Énorme ton classement, tu sembles être cerné par des Italiens et sauve l’honneur de la France. Et utilise tes tableurs Excel pour autre chose, plus fiable et plus utile 😉 En tout cas chapeau pour tes efforts pour ces series, je ne pourrai plus faire ce type de WOD je n’en ai plus le courage.
C’est gentil Greg mon classement sera énorme quand je serai en Rx, pas en Scaled, même si, étant compétitif comme tout je savoure ce classement et j’espère bien le conserver sur les WOD suivants. Quand aux efforts … c’est juste de la tentative de dépassement de soi, chose que tu fais à ta manière que moi je ne pourrais plus faire non plus … Le bonheur il est dans la confrontation à l’inconfort qu’on s’inflige … parce qu’on vit dans des bulles hyper-privilégiées. Ayant passé l’après midi à me balader dans Dakar je mesure le luxe incroyable dans lequel nous vivons, le mendiant dans la rue son challenge il est pas intellectuel, il est juste de survivre pour de vrai. Mais un jour je viendrai faire la SaintéLyon avec toi, promis 🙂
Et j’attends avec impatience ta dissection des écoles de fitness, l’endurance versus la force ! Y’a des tonnes de trucs à dire. Tout de suite un truc évident : la force séduit, impressionne et marque immédiatement. C’est un atout glorifié depuis longtemps. On transpose moins bien dans l’imaginaire l’effort d’endurance je trouve…
Quant au dépassement de soi, dès lors qu’on se met dans le rouge c’est difficile. Comment faire une échelle des choses ? Est-ce ce plus compliqué de passer 3h au max de ce qu’on puisse faire sur un marathon ou faire 5 min d’effort all out ?

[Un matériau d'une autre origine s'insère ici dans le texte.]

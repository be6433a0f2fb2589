//! Notification plugin protocol.

use async_trait::async_trait;

use crate::error::MonitorError;
use crate::model::{MonitorEvent, Notification};

/// A delivery channel, looked up by [`NotificationType::name`] from a
/// notification's `type`.
#[async_trait]
pub trait NotificationType: Send + Sync {
    /// Registered type name.
    fn name(&self) -> &str;

    /// Deliver `events` according to `notification`.
    ///
    /// Returning an error leaves the events unnotified so they are offered
    /// again on a later cycle.
    async fn notify(
        &self,
        notification: &Notification,
        events: &[MonitorEvent],
    ) -> Result<(), MonitorError>;
}
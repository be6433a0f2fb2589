//! # Vigil Core
//!
//! Name-keyed registries through which the engine resolves a monitor's or
//! notification's `type` to a plugin implementation. The engine never
//! branches on a concrete plugin; it only looks names up here.

pub mod registry;

pub use registry::{MonitorTypeRegistry, NotificationTypeRegistry};
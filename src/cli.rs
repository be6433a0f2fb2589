//! CLI definitions for Vigil.

use std::path::PathBuf;

use clap::{Parser, Subcommand};

/// Vigil CLI.
#[derive(Parser)]
#[command(name = "vigil")]
#[command(about = "Cluster-aware health monitoring and alerting engine")]
#[command(version)]
pub(crate) struct Cli {
    /// Configuration file path
    #[arg(
        short,
        long,
        env = "VIGIL_CONFIG",
        default_value = "config/vigil.toml",
        global = true
    )]
    pub config: PathBuf,

    #[command(subcommand)]
    pub command: Option<Commands>,
}

#[derive(Subcommand)]
pub(crate) enum Commands {
    /// Run monitor cycles on the configured interval (default)
    Run,

    /// Run a single monitor cycle and print its outcome
    Once {
        /// Also print events matching the `[events]` filter
        #[arg(long)]
        events: bool,
    },

    /// Validate the configuration file and exit
    Validate,
}
//! Configuration schema definitions.

#[cfg(test)]
#[path = "schema_tests.rs"]
mod tests;

use serde::{Deserialize, Serialize};
use std::path::PathBuf;

use vigil_protocols::{EventFilter, Monitor, NodeIdentity, Notification};

/// Root configuration.
#[derive(Debug, Clone, Default, Serialize, Deserialize)]
pub struct Config {
    #[serde(default)]
    pub node: NodeConfig,

    #[serde(default)]
    pub monitor: MonitorConfig,

    #[serde(default)]
    pub events: EventsConfig,

    #[serde(default)]
    pub logging: LoggingConfig,

    /// Monitor definitions seeded into the store at startup.
    #[serde(default)]
    pub monitors: Vec<Monitor>,

    /// Notification definitions seeded into the store at startup.
    #[serde(default)]
    pub notifications: Vec<Notification>,
}

/// Identity of this node.
#[derive(Debug, Clone, Serialize, Deserialize)]
pub struct NodeConfig {
    #[serde(default = "default_node_id")]
    pub node_id: String,

    #[serde(default = "default_node_group_id")]
    pub node_group_id: String,

    #[serde(default = "default_node_id")]
    pub external_id: String,

    /// Host name recorded on events; resolved from the OS when unset.
    #[serde(default, skip_serializing_if = "Option::is_none")]
    pub host_name: Option<String>,
}

impl NodeConfig {
    pub fn identity(&self) -> NodeIdentity {
        NodeIdentity::new(&self.node_id, &self.node_group_id, &self.external_id)
    }
}

impl Default for NodeConfig {
    fn default() -> Self {
        Self {
            node_id: default_node_id(),
            node_group_id: default_node_group_id(),
            external_id: default_node_id(),
            host_name: None,
        }
    }
}

fn default_node_id() -> String {
    "000".to_string()
}

fn default_node_group_id() -> String {
    "default".to_string()
}

/// Evaluation cycle settings.
#[derive(Debug, Clone, Serialize, Deserialize)]
pub struct MonitorConfig {
    /// Whether the driver runs evaluation cycles.
    #[serde(default = "default_enabled")]
    pub enabled: bool,

    /// Seconds between evaluation cycles.
    #[serde(default = "default_interval_secs")]
    pub interval_secs: u64,

    /// Name of the cluster lock guarding clustered checks and fan-out.
    #[serde(default = "default_lock_name")]
    pub lock_name: String,

    /// Lifetime of the cached monitor definitions.
    #[serde(default = "default_cache_timeout_ms")]
    pub cache_timeout_monitor_ms: u64,

    /// Lifetime of the cached notification definitions.
    #[serde(default = "default_cache_timeout_ms")]
    pub cache_timeout_notification_ms: u64,
}

impl Default for MonitorConfig {
    fn default() -> Self {
        Self {
            enabled: default_enabled(),
            interval_secs: default_interval_secs(),
            lock_name: default_lock_name(),
            cache_timeout_monitor_ms: default_cache_timeout_ms(),
            cache_timeout_notification_ms: default_cache_timeout_ms(),
        }
    }
}

fn default_enabled() -> bool {
    true
}

fn default_interval_secs() -> u64 {
    60
}

fn default_lock_name() -> String {
    "MONITOR".to_string()
}

fn default_cache_timeout_ms() -> u64 {
    60_000
}

/// Default filter for event queries.
#[derive(Debug, Clone, Serialize, Deserialize)]
pub struct EventsConfig {
    #[serde(default)]
    pub min_severity_level: i32,

    #[serde(default, rename = "type", skip_serializing_if = "Option::is_none")]
    pub event_type: Option<String>,

    #[serde(default, skip_serializing_if = "Option::is_none")]
    pub node_id: Option<String>,

    #[serde(default = "default_event_limit")]
    pub limit: usize,
}

impl EventsConfig {
    pub fn filter(&self) -> EventFilter {
        EventFilter {
            severity_level: self.min_severity_level,
            event_type: self.event_type.clone(),
            node_id: self.node_id.clone(),
            limit: Some(self.limit),
        }
    }
}

impl Default for EventsConfig {
    fn default() -> Self {
        Self {
            min_severity_level: 0,
            event_type: None,
            node_id: None,
            limit: default_event_limit(),
        }
    }
}

fn default_event_limit() -> usize {
    1000
}

/// Logging output.
#[derive(Debug, Clone, Serialize, Deserialize)]
pub struct LoggingConfig {
    /// Default filter directive; `RUST_LOG` takes precedence.
    #[serde(default = "default_log_level")]
    pub level: String,

    /// Emit JSON lines instead of text on the console.
    #[serde(default)]
    pub json: bool,

    /// Directory for daily rolling log files.
    #[serde(default, skip_serializing_if = "Option::is_none")]
    pub file_dir: Option<PathBuf>,
}

impl Default for LoggingConfig {
    fn default() -> Self {
        Self {
            level: default_log_level(),
            json: false,
            file_dir: None,
        }
    }
}

fn default_log_level() -> String {
    "info".to_string()
}
use crate::error::{StoreError, StoreResult};
use crate::policy::AccessPolicy;
use indexmap::IndexMap;
use serde::{Deserialize, Serialize};
use serde_json::Value;

/// Insertion-ordered keyed core shared by [`EntityStore`] and [`ValueStore`].
///
/// Key order is insertion order; overwriting an existing key keeps its
/// original position, and removal preserves the order of the remaining keys.
#[derive(Debug, Clone, Default, PartialEq, Serialize, Deserialize)]
struct StoreCore {
    entries: IndexMap<String, Value>,
    policy: AccessPolicy,
}

impl StoreCore {
    fn set(&mut self, key: &str, value: Value) -> StoreResult<()> {
        if self.policy.values_locked() {
            return Err(StoreError::locked_values(key));
        }
        if self.policy.attributes_locked() && !self.entries.contains_key(key) {
            return Err(StoreError::locked_attributes(key));
        }
        self.entries.insert(key.to_string(), value);
        Ok(())
    }

    fn get(&self, key: &str) -> StoreResult<&Value> {
        self.entries
            .get(key)
            .ok_or_else(|| StoreError::missing_key(key))
    }

    fn remove(&mut self, key: &str) -> StoreResult<Value> {
        if self.policy.values_locked() {
            return Err(StoreError::locked_values(key));
        }
        if self.policy.attributes_locked() {
            return Err(StoreError::locked_attributes(key));
        }
        self.entries
            .shift_remove(key)
            .ok_or_else(|| StoreError::missing_key(key))
    }

    fn exists(&self, key: &str) -> bool {
        self.entries.contains_key(key)
    }

    fn get_all(&self) -> IndexMap<String, Value> {
        self.entries.clone()
    }

    fn len(&self) -> usize {
        self.entries.len()
    }
}

/// The lock-aware, insertion-ordered keyed runtime store backing generated
/// instances. Carries two independent escalating immutability modes:
/// `lock_values` freezes every value, `lock_attributes` freezes the key set.
#[derive(Debug, Clone, Default, PartialEq, Serialize, Deserialize)]
pub struct EntityStore {
    core: StoreCore,
}

impl EntityStore {
    pub fn new() -> Self {
        Self::default()
    }

    /// Build a store pre-populated in iteration order
    pub fn with_entries<I, K, V>(entries: I) -> Self
    where
        I: IntoIterator<Item = (K, V)>,
        K: Into<String>,
        V: Into<Value>,
    {
        let mut store = Self::new();
        for (key, value) in entries {
            store.core.entries.insert(key.into(), value.into());
        }
        store
    }

    /// Insert or overwrite `key`, preserving its original insertion
    /// position on overwrite. Fluent.
    pub fn set(&mut self, key: &str, value: impl Into<Value>) -> StoreResult<&mut Self> {
        self.core.set(key, value.into())?;
        Ok(self)
    }

    pub fn get(&self, key: &str) -> StoreResult<&Value> {
        self.core.get(key)
    }

    pub fn remove(&mut self, key: &str) -> StoreResult<Value> {
        self.core.remove(key)
    }

    pub fn exists(&self, key: &str) -> bool {
        self.core.exists(key)
    }

    /// Insertion-ordered snapshot of all entries
    pub fn get_all(&self) -> IndexMap<String, Value> {
        self.core.get_all()
    }

    pub fn len(&self) -> usize {
        self.core.len()
    }

    pub fn is_empty(&self) -> bool {
        self.core.len() == 0
    }

    /// Forbid value changes and removals. Idempotent, monotonic. Fluent.
    pub fn lock_values(&mut self) -> &mut Self {
        self.core.policy.lock_values();
        self
    }

    /// Forbid introducing new keys; existing keys may still change unless
    /// values are also locked. Idempotent, monotonic. Fluent.
    pub fn lock_attributes(&mut self) -> &mut Self {
        self.core.policy.lock_attributes();
        self
    }

    pub fn is_values_locked(&self) -> bool {
        self.core.policy.values_locked()
    }

    pub fn is_attributes_locked(&self) -> bool {
        self.core.policy.attributes_locked()
    }
}

/// Simplified single-flag store: one `lock()` gates both mutation classes
/// uniformly. `set` fails regardless of whether the key pre-exists, and
/// `remove` fails; missing-key semantics are identical to [`EntityStore`].
#[derive(Debug, Clone, Default, PartialEq, Serialize, Deserialize)]
pub struct ValueStore {
    core: StoreCore,
}

impl ValueStore {
    pub fn new() -> Self {
        Self::default()
    }

    pub fn set(&mut self, key: &str, value: impl Into<Value>) -> StoreResult<&mut Self> {
        self.core.set(key, value.into())?;
        Ok(self)
    }

    pub fn get(&self, key: &str) -> StoreResult<&Value> {
        self.core.get(key)
    }

    pub fn remove(&mut self, key: &str) -> StoreResult<Value> {
        self.core.remove(key)
    }

    pub fn exists(&self, key: &str) -> bool {
        self.core.exists(key)
    }

    pub fn get_all(&self) -> IndexMap<String, Value> {
        self.core.get_all()
    }

    pub fn len(&self) -> usize {
        self.core.len()
    }

    pub fn is_empty(&self) -> bool {
        self.core.len() == 0
    }

    /// Make the store immutable. Idempotent, monotonic. Fluent.
    pub fn lock(&mut self) -> &mut Self {
        self.core.policy.lock_all();
        self
    }

    pub fn is_locked(&self) -> bool {
        self.core.policy.values_locked()
    }
}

Sujets denses et passionnants. Pour avoir passé quelques minutes sur un assault bike hier en essayant de me focaliser sur les sensations et la lutte entre « mon cerveau me dit de ralentir » et « je veux continuer » … il y a une qualité particulière sur les efforts « all out » qui vont être sur des durées de 30 secondes à quelques minutes, ce qui serait du 400m en course à pied et qu’à mon avis on n’approche sur marathon que sur les derniers kilomètres.